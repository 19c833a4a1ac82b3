//! Conversion from captured commands to a workflow.

use gitsavvy_types::{CapturedCommand, Shell, Step, Workflow};

/// Caller-supplied metadata for the converted workflow. Unset fields are
/// auto-derived from the first captured command.
#[derive(Debug, Clone, Default)]
pub struct WorkflowSeed {
    pub title: Option<String>,
    pub description: Option<String>,
    pub tags: Vec<String>,
}

/// Map captured commands to workflow steps carrying the recorded cwd and
/// the session's shell.
pub fn commands_to_workflow(commands: &[CapturedCommand], shell: Shell, seed: WorkflowSeed) -> Workflow {
    let domain = commands
        .first()
        .map(|command| domain_for(first_token(&command.command)))
        .unwrap_or_else(|| "Shell".to_string());

    let steps: Vec<Step> = commands
        .iter()
        .map(|command| Step {
            command: command.command.clone(),
            cwd: Some(command.cwd.clone()),
            shell: Some(shell),
            ..Step::default()
        })
        .collect();

    let mut workflow = Workflow::new(
        seed.title.unwrap_or_else(|| format!("{domain} session")),
        steps,
    );
    workflow.description = seed.description;
    workflow.tags = if seed.tags.is_empty() {
        vec![domain.to_lowercase()]
    } else {
        seed.tags
    };
    workflow
}

fn first_token(command: &str) -> &str {
    command.split_whitespace().next().unwrap_or("")
}

/// Domain heuristic over the first command's leading token.
fn domain_for(token: &str) -> String {
    match token {
        "kubectl" | "helm" | "kubectx" | "k9s" => "Kubernetes".to_string(),
        "docker" | "docker-compose" | "podman" => "Docker".to_string(),
        "git" => "Git".to_string(),
        "terraform" => "Terraform".to_string(),
        "cargo" => "Rust".to_string(),
        "npm" | "yarn" | "pnpm" | "node" => "Node.js".to_string(),
        "aws" => "AWS".to_string(),
        "gcloud" => "GCP".to_string(),
        "make" => "Build".to_string(),
        "" => "Shell".to_string(),
        other => {
            let mut characters = other.chars();
            match characters.next() {
                Some(first) => first.to_uppercase().collect::<String>() + characters.as_str(),
                None => "Shell".to_string(),
            }
        }
    }
}

#[cfg(test)]
mod tests {
    use super::*;
    use chrono::Utc;

    fn captured(cwd: &str, command: &str) -> CapturedCommand {
        CapturedCommand {
            timestamp: Utc::now(),
            cwd: cwd.to_string(),
            command: command.to_string(),
        }
    }

    #[test]
    fn derives_kubernetes_domain_from_kubectl() {
        let commands = vec![captured("/tmp", "kubectl get pods"), captured("/tmp", "helm list")];
        let workflow = commands_to_workflow(&commands, Shell::Zsh, WorkflowSeed::default());

        assert_eq!(workflow.title, "Kubernetes session");
        assert_eq!(workflow.tags, vec!["kubernetes"]);
        assert_eq!(workflow.steps.len(), 2);
        assert_eq!(workflow.steps[0].cwd.as_deref(), Some("/tmp"));
        assert_eq!(workflow.steps[0].shell, Some(Shell::Zsh));
        assert!(workflow.validate().is_ok());
    }

    #[test]
    fn caller_metadata_wins_over_heuristics() {
        let commands = vec![captured("/srv", "docker ps")];
        let seed = WorkflowSeed {
            title: Some("Container check".into()),
            description: Some("Quick look at running containers.".into()),
            tags: vec!["ops".into()],
        };
        let workflow = commands_to_workflow(&commands, Shell::Bash, seed);
        assert_eq!(workflow.title, "Container check");
        assert_eq!(workflow.description.as_deref(), Some("Quick look at running containers."));
        assert_eq!(workflow.tags, vec!["ops"]);
    }

    #[test]
    fn unknown_tools_capitalize_the_token() {
        let commands = vec![captured("/x", "flyctl deploy")];
        let workflow = commands_to_workflow(&commands, Shell::Bash, WorkflowSeed::default());
        assert_eq!(workflow.title, "Flyctl session");
    }
}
______
- Aim of the task: From the records above, pull every line that has the string "characters" and copy it.

- Written reply:
            let mut characters = other.chars();
            match characters.next() {
                Some(first) => first.to_uppercase().collect::<String>() + characters.as_str(),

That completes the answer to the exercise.